Enough Sage Advice, Here’s What You Should Do to Really Get Started
The money you have been saving needs to be invested to start working for you. Just letting it sit in a bank is a nice investment from the bank’s viewpoint but a terrible one from yours. Instead, you need to figure out how and where you want to invest. Luckily, the financial services industry now offers a lot of different options to choose from.
Unfortunately, there are so many different ways to invest that most new investors (and even many experienced ones) don’t know how to choose. Stocks, bonds, mutual funds, ETFs, currencies, futures, real estate, index funds, the list of options goes on and on.
This is probably why a lot of people fall for mutual funds. They look easy to deal with on paper and require very little thought to invest in. There actually are some serious drawbacks to investing in mutual funds, though, and if you choose to go that route, you should do so with your eyes wide open.
The fastest and best way to get started investing is meeting with a financial advisor. Yes, this does put an extra step or two between your money going from a savings account and into an investment portfolio, but the payout is more than worth it.
The other option is devoting a lot of your time to studying all the different ways you can invest your money to pick one that you feel best suits your needs. Then, you’ll need to spend time monitoring your investment, tweaking as needed. Chances are, though, you don’t have a lot of time to devote to this.
Why You Need to Meet or at Least Talk with a Financial Advisor
Like we said above, there are many, maybe too many, investment options. Your financial advisor will meet with you and discuss your needs and what you are looking to do with your investments before any of the different portfolio options are considered. After all, the financial goals of a 70 year old recently widowed woman are considerably different than a 28 year old single civil engineer. In short, everybody has unique needs and risk tolerances.

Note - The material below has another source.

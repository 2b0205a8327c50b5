//! Session teardown and garbage collection.

pub mod gc_engine;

One person might be very, very conservative and would rather save every penny in the safest of bonds than risk a cent on more volatile stocks. Another person in similar circumstances might prefer full-speed-ahead-as-risky-as-it-gets-no-risk-no-reward investing. The only way for a financial advisor to know what kind of portfolio fits you is to meet with you and see what kind of investor you are.

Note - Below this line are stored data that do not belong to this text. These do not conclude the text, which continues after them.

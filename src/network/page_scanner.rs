//! # Page Scanner
//!
//! Fetches a target page and turns its `<img src>` attributes into a list of
//! absolute image URLs.
//!
//! ```text
//! target ──▶ coerce scheme ──▶ bounded GET ──▶ regex over raw markup
//!                                                   │
//!             unique URLs, first-seen order ◀── normalize / drop
//! ```
//!
//! Only three reference shapes survive normalization: absolute `http(s):`
//! URLs (kept verbatim), scheme-relative `//host/path` (takes the page
//! scheme) and root-relative `/path` (takes the page origin). Document
//! relative paths such as `img/a.png` are dropped.

use std::collections::HashSet;
use std::sync::Arc;

use log::{debug, info, warn};
use regex::Regex;
use url::Url;

use crate::error_handling::types::{FetchError, ScanError};
use crate::network::fetcher::Fetcher;
use crate::network::types::ScanOutcome;

const IMG_SRC_PATTERN: &str = r#"(?is)<img[^>]*\ssrc\s*=\s*(?:"([^"]*)"|'([^']*)')"#;

pub struct PageScanner {
    fetcher: Arc<dyn Fetcher>,
    max_page_bytes: u64,
    img_src: Regex,
}

impl PageScanner {
    pub fn new(fetcher: Arc<dyn Fetcher>, max_page_bytes: u64) -> Result<Self, ScanError> {
        Ok(Self {
            fetcher,
            max_page_bytes,
            img_src: Regex::new(IMG_SRC_PATTERN)?,
        })
    }

    /// Fetches `target` and extracts its unique image URLs.
    pub async fn scan(&self, target: &str) -> Result<ScanOutcome, ScanError> {
        let page_url = coerce_target(target)?;
        info!("Scanning {}", page_url);

        let page = self
            .fetcher
            .fetch(page_url.as_str(), self.max_page_bytes)
            .await?;

        if let Some(declared) = page.declared_length {
            let read = page.body.len() as u64;
            if read < declared {
                warn!("Short read on {}: {} of {} bytes", page_url, read, declared);
                return Err(ScanError::ShortRead { declared, read });
            }
        }

        let base = Url::parse(&page.url).unwrap_or(page_url);
        let markup = String::from_utf8_lossy(&page.body);
        let images = dedupe(
            self.extract_sources(&markup)
                .into_iter()
                .filter_map(|src| normalize_reference(&base, src))
                .collect(),
        );

        if images.is_empty() {
            debug!("No usable images on {} (status {})", base, page.status);
            return Ok(ScanOutcome::NoImages {
                status: page.status,
                body: markup.into_owned(),
            });
        }

        info!("Found {} image(s) on {}", images.len(), base);
        Ok(ScanOutcome::Images {
            page_url: base.to_string(),
            images,
        })
    }

    /// Raw `src` attribute values of every `<img>` tag, in document order.
    pub fn extract_sources<'a>(&self, markup: &'a str) -> Vec<&'a str> {
        self.img_src
            .captures_iter(markup)
            .filter_map(|caps| caps.get(1).or_else(|| caps.get(2)))
            .map(|m| m.as_str())
            .collect()
    }
}

/// Parses the submitted target, defaulting to `http://` when no scheme is given.
pub fn coerce_target(target: &str) -> Result<Url, FetchError> {
    let target = target.trim();
    let candidate = if target.contains("://") {
        target.to_string()
    } else {
        format!("http://{}", target)
    };

    let invalid = |reason: String| FetchError::InvalidUrl {
        url: target.to_string(),
        reason,
    };
    let url = Url::parse(&candidate).map_err(|e| invalid(e.to_string()))?;
    match url.scheme() {
        "http" | "https" if url.host_str().is_some() => Ok(url),
        "http" | "https" => Err(invalid("missing host".to_string())),
        other => Err(invalid(format!("unsupported scheme {}", other))),
    }
}

/// Resolves one `src` value against the page it was found on.
pub fn normalize_reference(page: &Url, src: &str) -> Option<String> {
    let src = src.trim();
    let lower = src.to_ascii_lowercase();

    if lower.starts_with("http:") || lower.starts_with("https:") {
        return Some(src.to_string());
    }
    if src.starts_with("//") {
        return Some(format!("{}:{}", page.scheme(), src));
    }
    if src.starts_with('/') {
        let host = page.host_str()?;
        let origin = match page.port() {
            Some(port) => format!("{}://{}:{}", page.scheme(), host, port),
            None => format!("{}://{}", page.scheme(), host),
        };
        return Some(format!("{}{}", origin, src));
    }
    None
}

/// Drops repeated URLs, keeping the first occurrence of each.
pub fn dedupe(values: Vec<String>) -> Vec<String> {
    let mut out = Vec::with_capacity(values.len());
    let mut seen = HashSet::new();
    for value in values {
        if seen.insert(value.clone()) {
            out.push(value);
        }
    }
    out
}

#[cfg(test)]
mod tests {
    use super::*;
    use crate::network::types::FetchedResource;
    use crate::test_support::StaticFetcher;

    fn scanner(fetcher: Arc<StaticFetcher>) -> PageScanner {
        PageScanner::new(fetcher, 1024 * 1024).unwrap()
    }

    #[test]
    fn test_normalization_example() {
        let page = Url::parse("https://x").unwrap();
        let normalized: Vec<String> = ["http://x/a.png", "//x/b.png", "/c.png", "d.png"]
            .iter()
            .filter_map(|src| normalize_reference(&page, src))
            .collect();
        assert_eq!(
            normalized,
            vec!["http://x/a.png", "https://x/b.png", "https://x/c.png"]
        );
    }

    #[test]
    fn test_root_relative_keeps_explicit_port() {
        let page = Url::parse("http://example.com:8081/gallery/index.html").unwrap();
        assert_eq!(
            normalize_reference(&page, "/img/a.png").as_deref(),
            Some("http://example.com:8081/img/a.png")
        );
    }

    #[test]
    fn test_other_references_are_dropped() {
        let page = Url::parse("https://example.com/dir/").unwrap();
        for src in ["a.png", "./a.png", "../a.png", "data:image/png;base64,AAAA", "ftp://x/a.png", ""] {
            assert_eq!(normalize_reference(&page, src), None, "{}", src);
        }
    }

    #[test]
    fn test_coerce_target() {
        assert_eq!(coerce_target("example.com").unwrap().as_str(), "http://example.com/");
        assert_eq!(
            coerce_target("https://example.com/p").unwrap().as_str(),
            "https://example.com/p"
        );
        assert!(matches!(
            coerce_target("ftp://example.com"),
            Err(FetchError::InvalidUrl { .. })
        ));
        assert!(coerce_target("http://").is_err());
    }

    #[test]
    fn test_extract_sources_quotes_and_case() {
        let s = scanner(Arc::new(StaticFetcher::new()));
        let markup = r#"
            <IMG SRC="/a.png">
            <img alt="x" src='//cdn/b.png' />
            <img data-src="/lazy.png" src="/c.png">
            <img
              class="multi" src="/d.png">
            <image src="/not-an-img.png">
        "#;
        assert_eq!(
            s.extract_sources(markup),
            vec!["/a.png", "//cdn/b.png", "/c.png", "/d.png"]
        );
    }

    #[test]
    fn test_dedupe_keeps_first_seen_order() {
        let values = ["b", "a", "b", "c", "a"].iter().map(|s| s.to_string()).collect();
        assert_eq!(dedupe(values), vec!["b", "a", "c"]);
    }

    #[tokio::test]
    async fn test_scan_dedupes_and_resolves() {
        let fetcher = Arc::new(StaticFetcher::new());
        fetcher.respond(
            "https://x/",
            200,
            Some("text/html"),
            br#"<img src="/c.png"><img src="//x/b.png"><img src="/c.png"><img src="d.png">"#,
        );

        let outcome = scanner(fetcher.clone()).scan("https://x").await.unwrap();
        assert_eq!(
            outcome,
            ScanOutcome::Images {
                page_url: "https://x/".to_string(),
                images: vec!["https://x/c.png".to_string(), "https://x/b.png".to_string()],
            }
        );
        assert_eq!(fetcher.calls(), vec!["https://x/"]);
    }

    #[tokio::test]
    async fn test_scan_without_images_reports_status_and_body() {
        let fetcher = Arc::new(StaticFetcher::new());
        fetcher.respond("http://example.com/", 404, Some("text/html"), b"<p>gone</p>");

        let outcome = scanner(fetcher).scan("example.com").await.unwrap();
        assert_eq!(
            outcome,
            ScanOutcome::NoImages {
                status: 404,
                body: "<p>gone</p>".to_string(),
            }
        );
    }

    #[tokio::test]
    async fn test_scan_short_read_is_an_error() {
        let fetcher = Arc::new(StaticFetcher::new());
        fetcher.respond_with(FetchedResource {
            url: "http://example.com/".to_string(),
            status: 200,
            content_type: None,
            declared_length: Some(500),
            body: b"<img src=\"/a.png\">".to_vec(),
        });

        let err = scanner(fetcher).scan("http://example.com/").await.unwrap_err();
        assert!(matches!(err, ScanError::ShortRead { declared: 500, read: 18 }));
    }

    #[tokio::test]
    async fn test_scan_rejects_oversized_page() {
        let fetcher = Arc::new(StaticFetcher::new());
        fetcher.respond("http://example.com/", 200, None, &vec![b' '; 64]);

        let s = PageScanner::new(fetcher, 32).unwrap();
        let err = s.scan("http://example.com/").await.unwrap_err();
        assert!(matches!(err, ScanError::Fetch(FetchError::TooLarge { declared: 64, .. })));
    }
}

Not that we’re just yes-men. If, after meeting with you, you say you want a portfolio we know is not a good fit for your personality or financial needs, we’ll tell you so. The financial advisors at Summit are legal fiduciaries of your money, meaning we cannot advise you to do something that is not in your best interest. For more information on what this means, see our article on financial advisors vs registered investment advisors.
What Happens After You Meet with Your Financial Advisor
After you and your financial advisor have met, the advisor will begin putting together a portfolio for you. Instead of selecting from an almost limitless number of choices, you will be presented with a portfolio custom made to suit your unique needs and investing style. At this point, you’ll take the money you’ve been saving and use it to fund the investment strategy your advisor has developed.

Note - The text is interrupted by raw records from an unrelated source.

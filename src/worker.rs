//! Image ingestion: fetch, store, thumbnail, record, notify.

pub mod ingest;
//! Thumbnail derivation for stored images.
//!
//! A thumbnail is itself a public-read object next to the original, named
//! by [`ObjectName::thumbnail`]. Its public URL is the "thumbnail reference"
//! that gets recorded on the artifact and pushed to clients.

use std::io::Cursor;
use std::sync::Arc;

use async_trait::async_trait;
use image::ImageFormat;
use log::debug;

use crate::error_handling::types::ThumbnailError;
use crate::storage::storage_trait::ObjectStore;
use crate::storage::types::{ObjectName, PutOptions};

#[async_trait]
pub trait ThumbnailService: Send + Sync {
    /// Derives the thumbnail of `object` and returns its servable URL.
    async fn serving_url(&self, object: &ObjectName) -> Result<String, ThumbnailError>;

    /// Removes whatever `serving_url` derived for `object`.
    async fn delete_serving_url(&self, object: &ObjectName) -> Result<(), ThumbnailError>;

    /// Names of the objects derived from `object`.
    fn derived_objects(&self, object: &ObjectName) -> Vec<ObjectName>;
}

/// Resizes stored images with the `image` crate and stores PNG thumbnails.
pub struct ImageThumbnailer {
    objects: Arc<dyn ObjectStore>,
    size: u32,
}

impl ImageThumbnailer {
    pub fn new(objects: Arc<dyn ObjectStore>, size: u32) -> Self {
        Self { objects, size }
    }
}

/// Decodes `data` and encodes a PNG no larger than `size` on either side.
pub fn render_thumbnail(data: &[u8], size: u32) -> Result<Vec<u8>, ThumbnailError> {
    let img = image::load_from_memory(data).map_err(|e| ThumbnailError::Decode(e.to_string()))?;
    let thumb = if img.width() > size || img.height() > size {
        img.thumbnail(size, size)
    } else {
        img
    };

    let mut buffer = Vec::new();
    let mut cursor = Cursor::new(&mut buffer);
    thumb
        .write_to(&mut cursor, ImageFormat::Png)
        .map_err(|e| ThumbnailError::Encode(e.to_string()))?;
    Ok(buffer)
}

#[async_trait]
impl ThumbnailService for ImageThumbnailer {
    async fn serving_url(&self, object: &ObjectName) -> Result<String, ThumbnailError> {
        let original = self.objects.get(object).await?;
        let size = self.size;
        let png = tokio::task::spawn_blocking(move || render_thumbnail(&original.data, size))
            .await
            .map_err(|e| ThumbnailError::Encode(e.to_string()))??;

        let name = object.thumbnail(self.size);
        let options = PutOptions {
            content_type: "image/png".to_string(),
            public_read: true,
        };
        self.objects.put(&name, &png, &options).await?;
        debug!("Derived thumbnail {} from {}", name, object);
        Ok(self.objects.public_url(&name))
    }

    async fn delete_serving_url(&self, object: &ObjectName) -> Result<(), ThumbnailError> {
        self.objects.delete(&object.thumbnail(self.size)).await?;
        Ok(())
    }

    fn derived_objects(&self, object: &ObjectName) -> Vec<ObjectName> {
        vec![object.thumbnail(self.size)]
    }
}
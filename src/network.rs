//! Outbound HTTP: fetching target pages and images.
//!
//! - `fetcher`: the [`fetcher::Fetcher`] seam and its reqwest implementation.
//! - `page_scanner`: image reference extraction from a target page.
//! - `types`: fetched resources and scan outcomes.

pub mod fetcher;
pub mod page_scanner;
pub mod types;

All you’ll need to do after this point is continue adding funds to the portfolio, stay in touch with your advisor and wait. From time to time it may be necessary to make adjustments to your portfolio. After a while, it will be time to access the funds because you’re retired.
Getting started investing really isn’t as daunting as it may seem at first. If you work with a professional advisor, it can actually be an easy way to get started down the path towards a secure financial future. Not only that, it can be fun to get an expert’s opinion on how best to achieve your financial goals. Plus, everybody’s needs and outlook are different and a professional’s opinion on which investments are appropriate for you is priceless.
For Catholic Investors, There’s One Extra Consideration
Getting started investing is a big enough step for anybody. For Catholics and other people of faith, there’s additional considerations to take into account. Not only do you need to build a portfolio to meet your financial needs, you also have religious beliefs you can’t violate.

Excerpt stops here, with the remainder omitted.